+++ TASK DATA

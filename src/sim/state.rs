//! Game state and core simulation types
//!
//! Everything the simulation step reads or writes lives in [`GameState`].
//! There is no other mutable state.

use glam::Vec2;
use serde::{Deserialize, Serialize};

use super::collision::Hitbox;
use crate::consts::*;

/// Top-level phase of the session
#[derive(Debug, Clone, Copy, PartialEq, Eq, Serialize, Deserialize)]
pub enum GamePhase {
    /// Title screen, waiting for start input
    Menu,
    /// Active gameplay (may be paused or in the shop)
    Playing,
    /// Run ended, waiting for restart input
    GameOver,
}

/// The player's avatar
#[derive(Debug, Clone, Serialize, Deserialize)]
pub struct Player {
    pub pos: Vec2,
    pub size: f32,
    pub speed: f32,
    /// Facing angle toward the pointer (radians)
    pub angle: f32,
    pub health: u32,
    pub max_health: u32,
}

impl Player {
    pub fn new(pos: Vec2) -> Self {
        Self {
            pos,
            size: PLAYER_SIZE,
            speed: PLAYER_SPEED,
            angle: 0.0,
            health: PLAYER_MAX_HEALTH,
            max_health: PLAYER_MAX_HEALTH,
        }
    }

    /// Contact radius used against enemies and the boss
    #[inline]
    pub fn half_size(&self) -> f32 {
        self.size / 2.0
    }

    /// Subtract damage without going below zero. Returns the new health.
    pub fn take_damage(&mut self, amount: u32) -> u32 {
        self.health = self.health.saturating_sub(amount);
        self.health
    }

    pub fn heal(&mut self, amount: u32) {
        self.health = (self.health + amount).min(self.max_health);
    }
}

/// A player bullet
#[derive(Debug, Clone, Serialize, Deserialize)]
pub struct Bullet {
    pub id: u32,
    pub pos: Vec2,
    pub vel: Vec2,
}

impl Bullet {
    pub const ICON: &'static str = "🔫";
}

/// Enemy variants
#[derive(Debug, Clone, Copy, PartialEq, Eq, Hash, Serialize, Deserialize)]
pub enum EnemyKind {
    /// Charger: quick, dies in one hit
    Fast,
    /// Mold: slow, round, takes two hits
    Tanky,
    /// Rat: medium speed, one hit
    Normal,
}

const FAST_ICONS: &[&str] = &["🐭"];
const HEALTHY_FOOD_ICONS: &[&str] = &[
    "🥦", "🥕", "🍎", "🥑", "🍉", "🍌", "🍇", "🍓", "🍅", "🥬", "🥒", "🍊",
];

impl EnemyKind {
    pub fn health(self) -> u32 {
        match self {
            EnemyKind::Fast => 1,
            EnemyKind::Tanky => 2,
            EnemyKind::Normal => 1,
        }
    }

    pub fn speed(self) -> f32 {
        match self {
            EnemyKind::Fast => 5.0,
            EnemyKind::Tanky => 1.5,
            EnemyKind::Normal => 3.0,
        }
    }

    /// Collision shape. Only the tanky type is round.
    pub fn hitbox(self) -> Hitbox {
        match self {
            EnemyKind::Tanky => Hitbox::Circle { radius: 22.0 },
            EnemyKind::Fast | EnemyKind::Normal => Hitbox::Square { half_extent: 16.0 },
        }
    }

    /// Inclusive score range awarded on kill
    pub fn kill_bonus(self) -> (u32, u32) {
        match self {
            EnemyKind::Tanky => (2, 6),
            EnemyKind::Fast | EnemyKind::Normal => (5, 10),
        }
    }

    /// Decorative icon set
    pub fn icons(self) -> &'static [&'static str] {
        match self {
            EnemyKind::Fast => FAST_ICONS,
            EnemyKind::Tanky | EnemyKind::Normal => HEALTHY_FOOD_ICONS,
        }
    }
}

/// An enemy entity
#[derive(Debug, Clone, Serialize, Deserialize)]
pub struct Enemy {
    pub id: u32,
    pub kind: EnemyKind,
    pub pos: Vec2,
    pub health: u32,
    pub speed: f32,
    /// Index into `kind.icons()`
    pub tag: u8,
}

impl Enemy {
    pub fn new(id: u32, kind: EnemyKind, pos: Vec2, tag: u8) -> Self {
        Self {
            id,
            kind,
            pos,
            health: kind.health(),
            speed: kind.speed(),
            tag,
        }
    }

    pub fn icon(&self) -> &'static str {
        let icons = self.kind.icons();
        icons[self.tag as usize % icons.len()]
    }

    pub fn is_dead(&self) -> bool {
        self.health == 0
    }
}

/// The boss (at most one alive)
#[derive(Debug, Clone, Serialize, Deserialize)]
pub struct Boss {
    pub pos: Vec2,
    pub speed: f32,
    pub health: u32,
    pub max_health: u32,
}

impl Boss {
    /// Health tier for a boss spawned at the given score
    pub fn health_for_score(score: f64) -> u32 {
        if score < 50.0 {
            3
        } else if score < 100.0 {
            4
        } else {
            5
        }
    }

    pub fn new(pos: Vec2, max_health: u32) -> Self {
        Self {
            pos,
            speed: BOSS_SPEED,
            health: max_health,
            max_health,
        }
    }

    /// Remaining health as a fraction (for the health bar)
    pub fn health_fraction(&self) -> f32 {
        if self.max_health == 0 {
            0.0
        } else {
            self.health as f32 / self.max_health as f32
        }
    }
}

/// Power-up types
#[derive(Debug, Clone, Copy, PartialEq, Eq, Hash, Serialize, Deserialize)]
pub enum PowerUpKind {
    RapidFire,
    Shield,
    Heal,
    ScoreBonus,
}

impl PowerUpKind {
    pub const ALL: [PowerUpKind; 4] = [
        PowerUpKind::RapidFire,
        PowerUpKind::Shield,
        PowerUpKind::Heal,
        PowerUpKind::ScoreBonus,
    ];

    pub fn icon(self) -> &'static str {
        match self {
            PowerUpKind::RapidFire => "⚡",
            PowerUpKind::Shield => "🛡️",
            PowerUpKind::Heal => "❤️",
            PowerUpKind::ScoreBonus => "💰",
        }
    }
}

/// A power-up lying in the arena
#[derive(Debug, Clone, Serialize, Deserialize)]
pub struct PowerUp {
    pub id: u32,
    pub kind: PowerUpKind,
    pub pos: Vec2,
}

/// Timed power-up effects (remaining ticks, 0 = inactive)
#[derive(Debug, Clone, Default, Serialize, Deserialize)]
pub struct ActiveEffects {
    pub rapid_fire_ticks: u32,
    pub shield_ticks: u32,
}

impl ActiveEffects {
    pub fn rapid_fire(&self) -> bool {
        self.rapid_fire_ticks > 0
    }

    pub fn shield(&self) -> bool {
        self.shield_ticks > 0
    }
}

/// Dash state machine: idle -> dashing -> cooling down -> idle
#[derive(Debug, Clone, Default, Serialize, Deserialize)]
pub struct Dash {
    pub active: bool,
    pub timer: u32,
    pub cooldown: u32,
}

impl Dash {
    pub fn ready(&self) -> bool {
        !self.active && self.cooldown == 0
    }
}

/// Purely visual counters (ticks)
#[derive(Debug, Clone, Default, Serialize, Deserialize)]
pub struct VisualCounters {
    pub hit_flash: u32,
    pub boss_warning: u32,
    pub dash_shake: u32,
    /// 0 = not started; counts up once triggered
    pub game_over_fade: u32,
}

/// "+N" popup shown when the displayed score rises
#[derive(Debug, Clone, Default, Serialize, Deserialize)]
pub struct ScorePopup {
    pub delta: u64,
    pub ticks: u32,
    /// Floored score at the last check
    pub last_seen: u64,
}

/// Shop sub-mode
#[derive(Debug, Clone, Default, Serialize, Deserialize)]
pub struct ShopState {
    pub open: bool,
    /// Highest score/360 milestone that already opened the shop
    pub milestone: u64,
}

/// Things that happened during a tick, for audio/persistence/UI
#[derive(Debug, Clone, PartialEq, Serialize, Deserialize)]
pub enum GameEvent {
    RunStarted,
    ReturnedToMenu,
    Paused,
    Resumed,
    Fired,
    DashStarted,
    PlayerHit { health: u32 },
    EnemyDestroyed { kind: EnemyKind, bonus: u32 },
    BossSpawned { health: u32 },
    BossDefeated,
    PowerUpSpawned(PowerUpKind),
    PowerUpCollected(PowerUpKind),
    DifficultyUp { level: u32 },
    ShopOpened,
    ShopClosed,
    GameOver { score: u64, new_high_score: bool },
}

/// Complete game state
#[derive(Debug, Clone, Serialize, Deserialize)]
pub struct GameState {
    pub phase: GamePhase,
    /// Simulation frozen (pause key or shop)
    pub paused: bool,
    /// Arena width/height
    pub arena: Vec2,
    /// Simulation tick counter (only advances while simulating)
    pub time_ticks: u64,
    /// Score; fractional from survival accrual, displayed floored
    pub score: f64,
    /// Best floored score seen, persisted by the session
    pub high_score: u64,
    pub difficulty_level: u32,
    pub difficulty_mark: f64,
    /// Score at which the next boss appears
    pub boss_threshold: f64,
    pub player: Player,
    pub bullets: Vec<Bullet>,
    pub enemies: Vec<Enemy>,
    pub power_ups: Vec<PowerUp>,
    pub boss: Option<Boss>,
    /// Ticks until the next power-up spawn
    pub power_up_timer: i32,
    pub effects: ActiveEffects,
    pub dash: Dash,
    pub fx: VisualCounters,
    pub popup: ScorePopup,
    pub shop: ShopState,
    /// Base delay between shots (ms), lowered by shop upgrades
    pub fire_delay_ms: u32,
    /// Game clock (ms) of the last shot
    pub last_shot_ms: Option<f64>,
    /// Events produced since the last drain
    #[serde(skip)]
    pub events: Vec<GameEvent>,
    next_id: u32,
}

impl GameState {
    /// Create a state sitting at the menu
    pub fn new(width: f32, height: f32, high_score: u64) -> Self {
        let arena = Vec2::new(width, height);
        Self {
            phase: GamePhase::Menu,
            paused: false,
            arena,
            time_ticks: 0,
            score: 0.0,
            high_score,
            difficulty_level: 1,
            difficulty_mark: 0.0,
            boss_threshold: BOSS_FIRST_THRESHOLD,
            player: Player::new(arena / 2.0),
            bullets: Vec::new(),
            enemies: Vec::new(),
            power_ups: Vec::new(),
            boss: None,
            power_up_timer: POWERUP_FIRST_SPAWN_TICKS,
            effects: ActiveEffects::default(),
            dash: Dash::default(),
            fx: VisualCounters::default(),
            popup: ScorePopup::default(),
            shop: ShopState::default(),
            fire_delay_ms: FIRE_DELAY_BASE_MS,
            last_shot_ms: None,
            events: Vec::new(),
            next_id: 1,
        }
    }

    /// Reset everything belonging to a run. Keeps arena, high score and phase.
    pub fn reset_run(&mut self) {
        let fresh = Self::new(self.arena.x, self.arena.y, self.high_score);
        let phase = self.phase;
        let events = std::mem::take(&mut self.events);
        *self = Self {
            phase,
            events,
            ..fresh
        };
    }

    /// Allocate a new entity ID
    pub fn next_entity_id(&mut self) -> u32 {
        let id = self.next_id;
        self.next_id += 1;
        id
    }

    /// Score as shown on the HUD
    #[inline]
    pub fn displayed_score(&self) -> u64 {
        self.score.max(0.0).floor() as u64
    }

    /// True when the simulation body should run this tick
    pub fn is_simulating(&self) -> bool {
        self.phase == GamePhase::Playing && !self.paused && !self.shop.open
    }

    /// Game clock in milliseconds
    #[inline]
    pub fn clock_ms(&self) -> f64 {
        self.time_ticks as f64 * TICK_MS
    }

    /// Current delay between shots, accounting for rapid fire
    pub fn effective_fire_delay_ms(&self) -> u32 {
        if self.effects.rapid_fire() {
            (self.fire_delay_ms / 2).max(FIRE_DELAY_FLOOR_MS)
        } else {
            self.fire_delay_ms
        }
    }

    /// Change the arena size (canvas resize), keeping the player inside
    pub fn resize(&mut self, width: f32, height: f32) {
        self.arena = Vec2::new(width.max(0.0), height.max(0.0));
        self.player.pos = self.player.pos.clamp(Vec2::ZERO, self.arena);
    }

    pub fn emit(&mut self, event: GameEvent) {
        self.events.push(event);
    }

    /// Take all events produced since the last call
    pub fn drain_events(&mut self) -> Vec<GameEvent> {
        std::mem::take(&mut self.events)
    }

    /// Spawn a bullet at the player heading along `dir` (unit vector)
    pub fn spawn_bullet(&mut self, dir: Vec2) {
        let id = self.next_entity_id();
        let pos = self.player.pos;
        self.bullets.push(Bullet {
            id,
            pos,
            vel: dir * BULLET_SPEED,
        });
    }

    /// Add an enemy, returning its id
    pub fn push_enemy(&mut self, kind: EnemyKind, pos: Vec2, tag: u8) -> u32 {
        let id = self.next_entity_id();
        self.enemies.push(Enemy::new(id, kind, pos, tag));
        id
    }

    /// Add a power-up, returning its id
    pub fn push_power_up(&mut self, kind: PowerUpKind, pos: Vec2) -> u32 {
        let id = self.next_entity_id();
        self.power_ups.push(PowerUp { id, kind, pos });
        id
    }

    /// Whether a point lies inside the arena (edges inclusive)
    #[inline]
    pub fn in_bounds(&self, p: Vec2) -> bool {
        p.x >= 0.0 && p.x <= self.arena.x && p.y >= 0.0 && p.y <= self.arena.y
    }
}

impl Default for GameState {
    fn default() -> Self {
        Self::new(ARENA_WIDTH, ARENA_HEIGHT, 0)
    }
}
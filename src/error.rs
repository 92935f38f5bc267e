//! Error types
//!
//! Simulation conditions (health reaching zero, boss defeat, clamping) are
//! state transitions, not errors. Only the adapters and the shop fail.

use thiserror::Error;

/// Missing required surface at startup. Fatal.
#[derive(Debug, Error)]
pub enum StartupError {
    #[error("no global window")]
    NoWindow,
    #[error("no document on window")]
    NoDocument,
    #[error("required element #{0} is missing")]
    MissingElement(&'static str),
    #[error("element #{0} has the wrong type")]
    WrongElementType(&'static str),
    #[error("canvas has no 2d context")]
    NoCanvasContext,
    #[error("could not create audio element for {0}")]
    Audio(&'static str),
}

/// Key-value storage failures. Logged and ignored.
#[derive(Debug, Error)]
pub enum StorageError {
    #[error("storage is unavailable")]
    Unavailable,
    #[error("failed to write key {key}")]
    Write { key: String },
    #[error("failed to encode value: {0}")]
    Encode(#[from] serde_json::Error),
}

/// Reasons a shop purchase is refused
#[derive(Debug, Clone, Copy, PartialEq, Eq, Error)]
pub enum PurchaseError {
    #[error("the shop is closed")]
    ShopClosed,
    #[error("not enough score: need {needed}, have {available}")]
    InsufficientScore { needed: u64, available: u64 },
    #[error("upgrade is already at its limit")]
    Maxed,
}
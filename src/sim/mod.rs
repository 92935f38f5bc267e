//! Deterministic simulation module
//!
//! All gameplay logic lives here. This module must be pure and deterministic:
//! - Fixed timestep only
//! - Injected RNG only
//! - Stable iteration order (insertion order)
//! - No rendering or platform dependencies

pub mod collision;
pub mod shop;
pub mod spawn;
pub mod state;
pub mod tick;

pub use collision::{Hitbox, boxes_overlap, circles_overlap};
pub use shop::{ShopItem, close_shop, open_shop, purchase};
pub use spawn::{Edge, Spawner, accrue_survival_score, spawn_enemy, spawn_power_up};
pub use state::{
    ActiveEffects, Boss, Bullet, Dash, Enemy, EnemyKind, GameEvent, GamePhase, GameState, Player,
    PowerUp, PowerUpKind, ScorePopup, ShopState, VisualCounters,
};
pub use tick::{TickInput, tick};
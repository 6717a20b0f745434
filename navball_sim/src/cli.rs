use bevy::prelude::Resource;
use clap::Parser;
use std::path::PathBuf;

/// Navball: a live 3D attitude indicator driven by telemetry topics.
///
/// This struct defines the command-line arguments that can be passed to any
/// binary application that uses the navball simulation library.
#[derive(Parser, Debug, Resource, Clone)]
#[command(author, version, about, long_about = None)]
pub struct Cli {
    /// Optional TOML file overriding the application settings.
    #[arg(short, long)]
    pub settings: Option<PathBuf>,

    /// Where the panel's topic selection is saved between sessions.
    #[arg(long, default_value = "navball_state.toml")]
    pub state: PathBuf,

    /// Start without restoring or saving the panel state.
    #[arg(long, default_value_t = false)]
    pub ephemeral: bool,
}

impl Cli {
    /// The state file to use, or `None` when running ephemeral.
    pub fn state_file(&self) -> Option<PathBuf> {
        (!self.ephemeral).then(|| self.state.clone())
    }
}
// navball_sim/examples/01_live_navball.rs

//! A live navball driven by a simulated vehicle.
//!
//! This example demonstrates how to:
//! 1. Parse the command line and load the application settings.
//! 2. Set up the core Bevy application and plugins.
//! 3. Add the `NavballSimulationPlugin`, which mounts the panel and feeds it telemetry.
//!
//! Press `O` to cycle the orientation topic and `H` to cycle the heading topic.
//!
//! To run this example:
//! `cargo run --example 01_live_navball -- --settings navball.toml`

// --- Bevy Imports ---
use bevy::{log::LogPlugin, prelude::*};
use clap::Parser;

// --- Project-Specific Imports ---
use navball_sim::cli::Cli;
use navball_sim::simulation::config::AppSettings;
use navball_sim::NavballSimulationPlugin;

fn main() {
    // --- 1. Load Settings ---
    let cli = Cli::parse();
    let settings = match AppSettings::load(cli.settings.as_deref()) {
        Ok(settings) => settings,
        Err(e) => {
            eprintln!("{}", e);
            std::process::exit(1);
        }
    };

    let mut app = App::new();

    // --- 2. Add Core Bevy Plugins & Resources ---
    app.add_plugins(
        DefaultPlugins
            .set(LogPlugin {
                level: bevy::log::Level::INFO,
                // Keep the renderer quiet and our own crates verbose.
                filter: "info,wgpu_core=error,wgpu_hal=error,navball_sim=debug,navball_core=debug"
                    .to_string(),
                ..default()
            })
            .set(WindowPlugin {
                primary_window: Some(Window {
                    title: settings.window_title.clone(),
                    ..default()
                }),
                ..default()
            }),
    )
    .insert_resource(ClearColor(Color::srgb(0.05, 0.05, 0.08)))
    .insert_resource(settings)
    .insert_resource(cli);

    // --- 3. Add the Navball Plugin ---
    app.add_plugins(NavballSimulationPlugin);

    // --- 4. Run the App ---
    app.run();
}
// navball_sim/src/simulation/core/mod.rs

pub mod app_state;
pub mod prng;
pub mod simulation_setup;
pub mod topics;
pub mod transforms;
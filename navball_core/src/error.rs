// navball_core/src/error.rs

use thiserror::Error;

/// Every failure the navball pipeline reports to its caller.
///
/// Missing or malformed telemetry is deliberately absent from this list: a
/// frame without a usable sample is a normal frame, not an error.
#[derive(Debug, Error)]
pub enum NavballError {
    /// The render engine could not create one of the scene objects. Fatal for
    /// the panel; it is never retried.
    #[error("scene could not be created: {0}")]
    SceneUnavailable(String),

    /// A callback arrived after the panel was torn down.
    #[error("panel has been unmounted")]
    Unmounted,

    /// The configuration UI sent an action for a field the panel does not expose.
    #[error("unknown setting path '{0}'")]
    UnknownSetting(String),

    #[error("invalid value for setting '{path}': {reason}")]
    InvalidSettingValue { path: String, reason: String },
}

++++++

→ **WORK REQUEST**:
Above are the records. Copy every line in them holding "false".

→ **ANSWER TO THE EXERCISE**:
            paused: false,
    #[arg(long, default_value_t = false)]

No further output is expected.